Fittingly so, Loyola Press is marking the 10th anniversary of IgnatianSpirituality.com with a celebration called “Counting the Gifts of Ignatian Spirituality.” Through July, Loyola Press, the proud sponsor of IgnatianSpirituality.com, will help “count the gifts” of Ignatian spirituality by bringing you special content on the website along with special offers for resources on Ignatian spirituality.
I have been “marinated” in Ignatian spirituality since high school, having attended St. Ignatius College Prep, Loyola University, and the Institute of Pastoral Studies at Loyola University, and now working 17 years as an employee of Loyola Press! It should come as no surprise, then, that I am personally most proud of the contribution I was able to make in helping to create the Finding God faith formation curriculum that is infused with Ignatian spirituality and that is touching the lives of so many young people, their families, and their catechists and helping them to find God in all things and to live as men and women for others.

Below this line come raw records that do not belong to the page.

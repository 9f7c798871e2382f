//! # Host Bridge Traits
//!
//! Capability traits that the feed sync core consumes but does not implement.
//!
//! ## Overview
//!
//! The client core never talks to sockets, clocks or the operating system
//! directly. Every such dependency is expressed as a trait here and injected at
//! construction time, so tests can substitute fakes and hosts can provide
//! native adapters.
//!
//! ## Traits
//!
//! - [`HttpClient`](http::HttpClient) - Async HTTP transport with retry policy and timeouts
//! - [`NetworkMonitor`](network::NetworkMonitor) - Connectivity observer (polled accessor plus change stream)
//! - [`Clock`](time::Clock) - Time source for deterministic testing
//!
//! ## Implementations
//!
//! | Platform | Implementation Crate |
//! |----------|---------------------|
//! | Desktop / server | `bridge-desktop` |
//!
//! ## Fail-Fast Strategy
//!
//! The core fails fast with descriptive errors when a required capability is
//! missing:
//!
//! ```ignore
//! let http_client = config.http_client
//!     .ok_or_else(|| Error::CapabilityMissing {
//!         capability: "HttpClient".to_string(),
//!         message: "No HTTP client implementation provided".to_string(),
//!     })?;
//! ```
//!
//! ## Thread Safety
//!
//! All bridge traits require `Send + Sync` so they can be shared across tokio
//! tasks behind an `Arc`.

pub mod error;
pub mod http;
pub mod network;
pub mod time;

pub use error::BridgeError;

// Re-export commonly used types
pub use http::{HttpClient, HttpMethod, HttpRequest, HttpResponse, RetryPolicy};
pub use network::{NetworkChangeStream, NetworkInfo, NetworkMonitor, NetworkStatus, NetworkType};
pub use time::{Clock, LogLevel, SystemClock};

In my book, Under the Influence of Jesus, I state the following:
Throughout all of salvation history, God goes out of his way to reveal his mind to us, and this revelation is completed in Christ. Christian discipleship, then, refers to our efforts to “map” the mind of Christ and to live within it and operate out of it as spirituality. Those who do this best are called saints. They were out of their minds—and into the mind of Christ.